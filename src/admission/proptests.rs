//! Property-Based Tests for Queue Admission
//!
//! Random sequences of start and complete calls must never push a queue
//! past its thread count, and with reservations the tasks outside every
//! reservation must never occupy more than the spare threads.
//!
//! ```bash
//! cargo test --lib admission::proptests
//! ```

use proptest::prelude::*;
use std::collections::BTreeSet;
use std::sync::Arc;

use super::queue::QueueAdmissionController;
use super::task::{QueueKind, Task, TaskPredicate};

#[derive(Debug, Clone)]
enum Op {
    Start { id: u64, privileged: bool },
    Complete { id: u64 },
}

fn arb_op() -> impl Strategy<Value = Op> {
    prop_oneof![
        3 => (0u64..20, any::<bool>()).prop_map(|(id, privileged)| Op::Start { id, privileged }),
        2 => (0u64..20).prop_map(|id| Op::Complete { id }),
    ]
}

fn make_task(id: u64, privileged: bool) -> Arc<Task> {
    let task = Task::new(id, QueueKind::Batch);
    Arc::new(if privileged {
        task.with_groups(["Privileged"])
    } else {
        task
    })
}

proptest! {
    /// Without reservations a start succeeds exactly when a thread is free
    #[test]
    fn prop_capacity_matches_model(
        max_threads in 1usize..6,
        ops in prop::collection::vec(arb_op(), 1..200)
    ) {
        let queues = QueueAdmissionController::new([(QueueKind::Batch, max_threads)]);
        let mut model: BTreeSet<u64> = BTreeSet::new();

        for op in ops {
            match op {
                Op::Start { id, privileged } => {
                    let expected = model.contains(&id) || model.len() < max_threads;
                    let admitted = queues.try_start(&make_task(id, privileged));
                    prop_assert_eq!(admitted, expected);
                    if admitted {
                        model.insert(id);
                    }
                }
                Op::Complete { id } => {
                    let was_running = model.remove(&id);
                    prop_assert_eq!(queues.complete(&make_task(id, false)), was_running);
                }
            }
            prop_assert!(queues.running(QueueKind::Batch) <= max_threads);
            prop_assert_eq!(queues.running(QueueKind::Batch), model.len());
        }
    }

    /// Unprivileged tasks never take more than the spare threads
    #[test]
    fn prop_reservation_accounting(
        max_threads in 2usize..8,
        reserved in 1usize..8,
        ops in prop::collection::vec(arb_op(), 1..200)
    ) {
        let queues = QueueAdmissionController::new([(QueueKind::Batch, max_threads)]);
        let reserved = queues
            .register_reservation(
                QueueKind::Batch,
                reserved,
                TaskPredicate::MemberOf("Privileged".to_string()),
            )
            .unwrap();
        prop_assert!(reserved < max_threads);
        let spare = queues.spare_threads(QueueKind::Batch).unwrap();
        prop_assert_eq!(spare, max_threads - reserved);

        let mut running: BTreeSet<(u64, bool)> = BTreeSet::new();
        for op in ops {
            match op {
                Op::Start { id, privileged } => {
                    if running.iter().any(|(r, _)| *r == id) {
                        continue;
                    }
                    if queues.try_start(&make_task(id, privileged)) {
                        running.insert((id, privileged));
                    }
                }
                Op::Complete { id } => {
                    queues.complete(&make_task(id, false));
                    running.retain(|(r, _)| *r != id);
                }
            }

            let unprivileged = running.iter().filter(|(_, p)| !p).count();
            prop_assert!(unprivileged <= spare);
            prop_assert!(running.len() <= max_threads);
            prop_assert_eq!(queues.running(QueueKind::Batch), running.len());
        }
    }
}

-.-.-

**Prompt:**
Copy only the lines in the listing that contain "Batch".

**Response area:**
    let task = Task::new(id, QueueKind::Batch);
        let queues = QueueAdmissionController::new([(QueueKind::Batch, max_threads)]);
            prop_assert!(queues.running(QueueKind::Batch) <= max_threads);
            prop_assert_eq!(queues.running(QueueKind::Batch), model.len());
        let queues = QueueAdmissionController::new([(QueueKind::Batch, max_threads)]);
                QueueKind::Batch,
        let spare = queues.spare_threads(QueueKind::Batch).unwrap();
            prop_assert_eq!(queues.running(QueueKind::Batch), running.len());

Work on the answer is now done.